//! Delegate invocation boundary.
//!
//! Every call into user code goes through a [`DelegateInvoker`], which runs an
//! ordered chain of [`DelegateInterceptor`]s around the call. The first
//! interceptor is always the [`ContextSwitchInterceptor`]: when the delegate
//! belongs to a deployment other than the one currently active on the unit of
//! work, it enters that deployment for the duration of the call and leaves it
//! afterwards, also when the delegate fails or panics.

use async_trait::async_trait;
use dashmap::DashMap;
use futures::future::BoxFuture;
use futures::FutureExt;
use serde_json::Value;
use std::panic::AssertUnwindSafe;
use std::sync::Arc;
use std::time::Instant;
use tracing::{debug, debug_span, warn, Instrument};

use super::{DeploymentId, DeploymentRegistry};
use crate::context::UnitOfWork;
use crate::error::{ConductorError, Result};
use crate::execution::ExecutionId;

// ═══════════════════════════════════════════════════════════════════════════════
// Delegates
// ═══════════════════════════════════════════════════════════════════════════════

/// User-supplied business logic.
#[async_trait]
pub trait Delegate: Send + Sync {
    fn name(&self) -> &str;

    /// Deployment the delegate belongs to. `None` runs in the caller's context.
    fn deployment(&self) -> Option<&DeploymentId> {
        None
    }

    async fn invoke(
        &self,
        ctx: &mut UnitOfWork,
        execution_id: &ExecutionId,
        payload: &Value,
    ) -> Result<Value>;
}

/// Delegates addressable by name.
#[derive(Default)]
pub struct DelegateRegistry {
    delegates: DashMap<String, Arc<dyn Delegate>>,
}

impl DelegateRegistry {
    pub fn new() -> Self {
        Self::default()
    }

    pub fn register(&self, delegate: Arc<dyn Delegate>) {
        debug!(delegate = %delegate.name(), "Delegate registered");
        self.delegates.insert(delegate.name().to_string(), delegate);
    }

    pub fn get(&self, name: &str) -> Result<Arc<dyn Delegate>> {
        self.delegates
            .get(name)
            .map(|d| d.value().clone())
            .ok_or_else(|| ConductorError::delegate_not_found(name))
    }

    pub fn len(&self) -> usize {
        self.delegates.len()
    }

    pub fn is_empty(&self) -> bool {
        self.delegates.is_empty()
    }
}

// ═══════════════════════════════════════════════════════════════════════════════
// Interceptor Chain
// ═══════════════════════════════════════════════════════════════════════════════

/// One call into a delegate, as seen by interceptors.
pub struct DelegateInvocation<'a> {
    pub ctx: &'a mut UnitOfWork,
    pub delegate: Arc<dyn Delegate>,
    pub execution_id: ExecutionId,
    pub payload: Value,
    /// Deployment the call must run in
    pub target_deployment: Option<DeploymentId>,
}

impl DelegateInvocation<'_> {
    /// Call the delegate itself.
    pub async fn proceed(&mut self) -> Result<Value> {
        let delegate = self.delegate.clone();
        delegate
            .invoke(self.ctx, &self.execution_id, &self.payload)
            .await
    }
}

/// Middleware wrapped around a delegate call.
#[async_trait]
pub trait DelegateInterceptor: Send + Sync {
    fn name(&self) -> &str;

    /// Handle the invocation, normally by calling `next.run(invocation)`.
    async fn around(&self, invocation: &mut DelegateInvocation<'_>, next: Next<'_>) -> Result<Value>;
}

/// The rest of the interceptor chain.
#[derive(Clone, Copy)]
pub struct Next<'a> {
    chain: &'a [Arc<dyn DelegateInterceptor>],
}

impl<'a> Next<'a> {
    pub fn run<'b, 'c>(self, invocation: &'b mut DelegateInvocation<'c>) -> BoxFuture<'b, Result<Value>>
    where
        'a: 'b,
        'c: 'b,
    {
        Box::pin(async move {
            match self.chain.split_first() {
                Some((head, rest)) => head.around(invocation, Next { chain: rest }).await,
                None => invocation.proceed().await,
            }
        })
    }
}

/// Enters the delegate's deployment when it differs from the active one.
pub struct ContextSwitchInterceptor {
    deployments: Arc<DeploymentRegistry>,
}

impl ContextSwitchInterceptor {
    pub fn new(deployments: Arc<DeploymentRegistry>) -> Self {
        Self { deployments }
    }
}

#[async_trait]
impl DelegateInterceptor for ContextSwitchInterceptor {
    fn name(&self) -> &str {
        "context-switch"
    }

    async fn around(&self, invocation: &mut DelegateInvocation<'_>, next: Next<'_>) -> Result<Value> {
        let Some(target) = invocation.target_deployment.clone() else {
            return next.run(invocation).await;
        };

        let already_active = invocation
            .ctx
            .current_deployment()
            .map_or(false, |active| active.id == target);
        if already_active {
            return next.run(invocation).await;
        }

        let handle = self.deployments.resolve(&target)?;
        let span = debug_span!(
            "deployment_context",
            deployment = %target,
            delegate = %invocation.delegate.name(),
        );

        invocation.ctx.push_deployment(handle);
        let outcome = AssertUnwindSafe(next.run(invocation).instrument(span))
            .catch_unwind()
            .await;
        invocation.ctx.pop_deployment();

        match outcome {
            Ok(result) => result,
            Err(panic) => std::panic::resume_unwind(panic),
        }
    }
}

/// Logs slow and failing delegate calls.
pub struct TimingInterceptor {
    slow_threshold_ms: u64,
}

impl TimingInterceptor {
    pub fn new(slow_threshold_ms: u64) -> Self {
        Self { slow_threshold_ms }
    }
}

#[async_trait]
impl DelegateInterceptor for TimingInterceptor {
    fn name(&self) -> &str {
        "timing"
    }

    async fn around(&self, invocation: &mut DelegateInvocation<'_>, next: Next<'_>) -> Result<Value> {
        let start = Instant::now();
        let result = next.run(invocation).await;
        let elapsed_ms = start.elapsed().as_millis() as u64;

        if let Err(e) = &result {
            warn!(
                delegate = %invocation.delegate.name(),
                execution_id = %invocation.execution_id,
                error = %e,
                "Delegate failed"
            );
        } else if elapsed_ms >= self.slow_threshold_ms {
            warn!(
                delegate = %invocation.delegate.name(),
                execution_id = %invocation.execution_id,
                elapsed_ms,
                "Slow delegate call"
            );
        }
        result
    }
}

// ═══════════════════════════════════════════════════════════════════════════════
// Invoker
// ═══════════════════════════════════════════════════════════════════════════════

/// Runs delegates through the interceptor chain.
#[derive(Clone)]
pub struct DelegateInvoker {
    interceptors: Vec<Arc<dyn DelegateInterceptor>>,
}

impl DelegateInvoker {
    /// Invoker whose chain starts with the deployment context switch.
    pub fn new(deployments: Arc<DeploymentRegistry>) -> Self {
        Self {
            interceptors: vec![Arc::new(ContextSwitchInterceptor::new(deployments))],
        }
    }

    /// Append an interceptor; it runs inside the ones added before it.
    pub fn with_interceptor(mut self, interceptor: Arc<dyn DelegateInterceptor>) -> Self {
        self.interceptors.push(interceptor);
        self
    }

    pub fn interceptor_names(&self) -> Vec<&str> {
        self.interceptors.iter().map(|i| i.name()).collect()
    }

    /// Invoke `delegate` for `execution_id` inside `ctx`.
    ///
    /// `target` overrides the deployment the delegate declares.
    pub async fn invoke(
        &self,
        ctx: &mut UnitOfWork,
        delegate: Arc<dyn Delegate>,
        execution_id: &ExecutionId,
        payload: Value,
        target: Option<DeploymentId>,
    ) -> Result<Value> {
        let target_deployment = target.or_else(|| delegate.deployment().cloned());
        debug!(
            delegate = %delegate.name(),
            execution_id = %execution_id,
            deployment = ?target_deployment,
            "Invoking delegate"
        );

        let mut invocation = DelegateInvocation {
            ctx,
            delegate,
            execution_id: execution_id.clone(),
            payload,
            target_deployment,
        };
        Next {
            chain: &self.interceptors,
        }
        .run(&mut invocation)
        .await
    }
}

### Your objective
Write out all the material exactly.

### Solution for this exercise
//! Delegate invocation boundary.
//!
//! Every call into user code goes through a [`DelegateInvoker`], which runs an
//! ordered chain of [`DelegateInterceptor`]s around the call. The first
//! interceptor is always the [`ContextSwitchInterceptor`]: when the delegate
//! belongs to a deployment other than the one currently active on the unit of
//! work, it enters that deployment for the duration of the call and leaves it
//! afterwards, also when the delegate fails or panics.

use async_trait::async_trait;
use dashmap::DashMap;
use futures::future::BoxFuture;
use futures::FutureExt;
use serde_json::Value;
use std::panic::AssertUnwindSafe;
use std::sync::Arc;
use std::time::Instant;
use tracing::{debug, debug_span, warn, Instrument};

use super::{DeploymentId, DeploymentRegistry};
use crate::context::UnitOfWork;
use crate::error::{ConductorError, Result};
use crate::execution::ExecutionId;

// ═══════════════════════════════════════════════════════════════════════════════
// Delegates
// ═══════════════════════════════════════════════════════════════════════════════

/// User-supplied business logic.
#[async_trait]
pub trait Delegate: Send + Sync {
    fn name(&self) -> &str;

    /// Deployment the delegate belongs to. `None` runs in the caller's context.
    fn deployment(&self) -> Option<&DeploymentId> {
        None
    }

    async fn invoke(
        &self,
        ctx: &mut UnitOfWork,
        execution_id: &ExecutionId,
        payload: &Value,
    ) -> Result<Value>;
}

/// Delegates addressable by name.
#[derive(Default)]
pub struct DelegateRegistry {
    delegates: DashMap<String, Arc<dyn Delegate>>,
}

impl DelegateRegistry {
    pub fn new() -> Self {
        Self::default()
    }

    pub fn register(&self, delegate: Arc<dyn Delegate>) {
        debug!(delegate = %delegate.name(), "Delegate registered");
        self.delegates.insert(delegate.name().to_string(), delegate);
    }

    pub fn get(&self, name: &str) -> Result<Arc<dyn Delegate>> {
        self.delegates
            .get(name)
            .map(|d| d.value().clone())
            .ok_or_else(|| ConductorError::delegate_not_found(name))
    }

    pub fn len(&self) -> usize {
        self.delegates.len()
    }

    pub fn is_empty(&self) -> bool {
        self.delegates.is_empty()
    }
}

// ═══════════════════════════════════════════════════════════════════════════════
// Interceptor Chain
// ═══════════════════════════════════════════════════════════════════════════════

/// One call into a delegate, as seen by interceptors.
pub struct DelegateInvocation<'a> {
    pub ctx: &'a mut UnitOfWork,
    pub delegate: Arc<dyn Delegate>,
    pub execution_id: ExecutionId,
    pub payload: Value,
    /// Deployment the call must run in
    pub target_deployment: Option<DeploymentId>,
}

impl DelegateInvocation<'_> {
    /// Call the delegate itself.
    pub async fn proceed(&mut self) -> Result<Value> {
        let delegate = self.delegate.clone();
        delegate
            .invoke(self.ctx, &self.execution_id, &self.payload)
            .await
    }
}

/// Middleware wrapped around a delegate call.
#[async_trait]
pub trait DelegateInterceptor: Send + Sync {
    fn name(&self) -> &str;

    /// Handle the invocation, normally by calling `next.run(invocation)`.
    async fn around(&self, invocation: &mut DelegateInvocation<'_>, next: Next<'_>) -> Result<Value>;
}

/// The rest of the interceptor chain.
#[derive(Clone, Copy)]
pub struct Next<'a> {
    chain: &'a [Arc<dyn DelegateInterceptor>],
}

impl<'a> Next<'a> {
    pub fn run<'b, 'c>(self, invocation: &'b mut DelegateInvocation<'c>) -> BoxFuture<'b, Result<Value>>
    where
        'a: 'b,
        'c: 'b,
    {
        Box::pin(async move {
            match self.chain.split_first() {
                Some((head, rest)) => head.around(invocation, Next { chain: rest }).await,
                None => invocation.proceed().await,
            }
        })
    }
}

/// Enters the delegate's deployment when it differs from the active one.
pub struct ContextSwitchInterceptor {
    deployments: Arc<DeploymentRegistry>,
}

impl ContextSwitchInterceptor {
    pub fn new(deployments: Arc<DeploymentRegistry>) -> Self {
        Self { deployments }
    }
}

#[async_trait]
impl DelegateInterceptor for ContextSwitchInterceptor {
    fn name(&self) -> &str {
        "context-switch"
    }

    async fn around(&self, invocation: &mut DelegateInvocation<'_>, next: Next<'_>) -> Result<Value> {
        let Some(target) = invocation.target_deployment.clone() else {
            return next.run(invocation).await;
        };

        let already_active = invocation
            .ctx
            .current_deployment()
            .map_or(false, |active| active.id == target);
        if already_active {
            return next.run(invocation).await;
        }

        let handle = self.deployments.resolve(&target)?;
        let span = debug_span!(
            "deployment_context",
            deployment = %target,
            delegate = %invocation.delegate.name(),
        );

        invocation.ctx.push_deployment(handle);
        let outcome = AssertUnwindSafe(next.run(invocation).instrument(span))
            .catch_unwind()
            .await;
        invocation.ctx.pop_deployment();

        match outcome {
            Ok(result) => result,
            Err(panic) => std::panic::resume_unwind(panic),
        }
    }
}

/// Logs slow and failing delegate calls.
pub struct TimingInterceptor {
    slow_threshold_ms: u64,
}

impl TimingInterceptor {
    pub fn new(slow_threshold_ms: u64) -> Self {
        Self { slow_threshold_ms }
    }
}

#[async_trait]
impl DelegateInterceptor for TimingInterceptor {
    fn name(&self) -> &str {
        "timing"
    }

    async fn around(&self, invocation: &mut DelegateInvocation<'_>, next: Next<'_>) -> Result<Value> {
        let start = Instant::now();
        let result = next.run(invocation).await;
        let elapsed_ms = start.elapsed().as_millis() as u64;

        if let Err(e) = &result {
            warn!(
                delegate = %invocation.delegate.name(),
                execution_id = %invocation.execution_id,
                error = %e,
                "Delegate failed"
            );
        } else if elapsed_ms >= self.slow_threshold_ms {
            warn!(
                delegate = %invocation.delegate.name(),
                execution_id = %invocation.execution_id,
                elapsed_ms,
                "Slow delegate call"
            );
        }
        result
    }
}

// ═══════════════════════════════════════════════════════════════════════════════
// Invoker
// ═══════════════════════════════════════════════════════════════════════════════

/// Runs delegates through the interceptor chain.
#[derive(Clone)]
pub struct DelegateInvoker {
    interceptors: Vec<Arc<dyn DelegateInterceptor>>,
}

impl DelegateInvoker {
    /// Invoker whose chain starts with the deployment context switch.
    pub fn new(deployments: Arc<DeploymentRegistry>) -> Self {
        Self {
            interceptors: vec![Arc::new(ContextSwitchInterceptor::new(deployments))],
        }
    }

    /// Append an interceptor; it runs inside the ones added before it.
    pub fn with_interceptor(mut self, interceptor: Arc<dyn DelegateInterceptor>) -> Self {
        self.interceptors.push(interceptor);
        self
    }

    pub fn interceptor_names(&self) -> Vec<&str> {
        self.interceptors.iter().map(|i| i.name()).collect()
    }

    /// Invoke `delegate` for `execution_id` inside `ctx`.
    ///
    /// `target` overrides the deployment the delegate declares.
    pub async fn invoke(
        &self,
        ctx: &mut UnitOfWork,
        delegate: Arc<dyn Delegate>,
        execution_id: &ExecutionId,
        payload: Value,
        target: Option<DeploymentId>,
    ) -> Result<Value> {
        let target_deployment = target.or_else(|| delegate.deployment().cloned());
        debug!(
            delegate = %delegate.name(),
            execution_id = %execution_id,
            deployment = ?target_deployment,
            "Invoking delegate"
        );

        let mut invocation = DelegateInvocation {
            ctx,
            delegate,
            execution_id: execution_id.clone(),
            payload,
            target_deployment,
        };
        Next {
            chain: &self.interceptors,
        }
        .run(&mut invocation)
        .await
    }
}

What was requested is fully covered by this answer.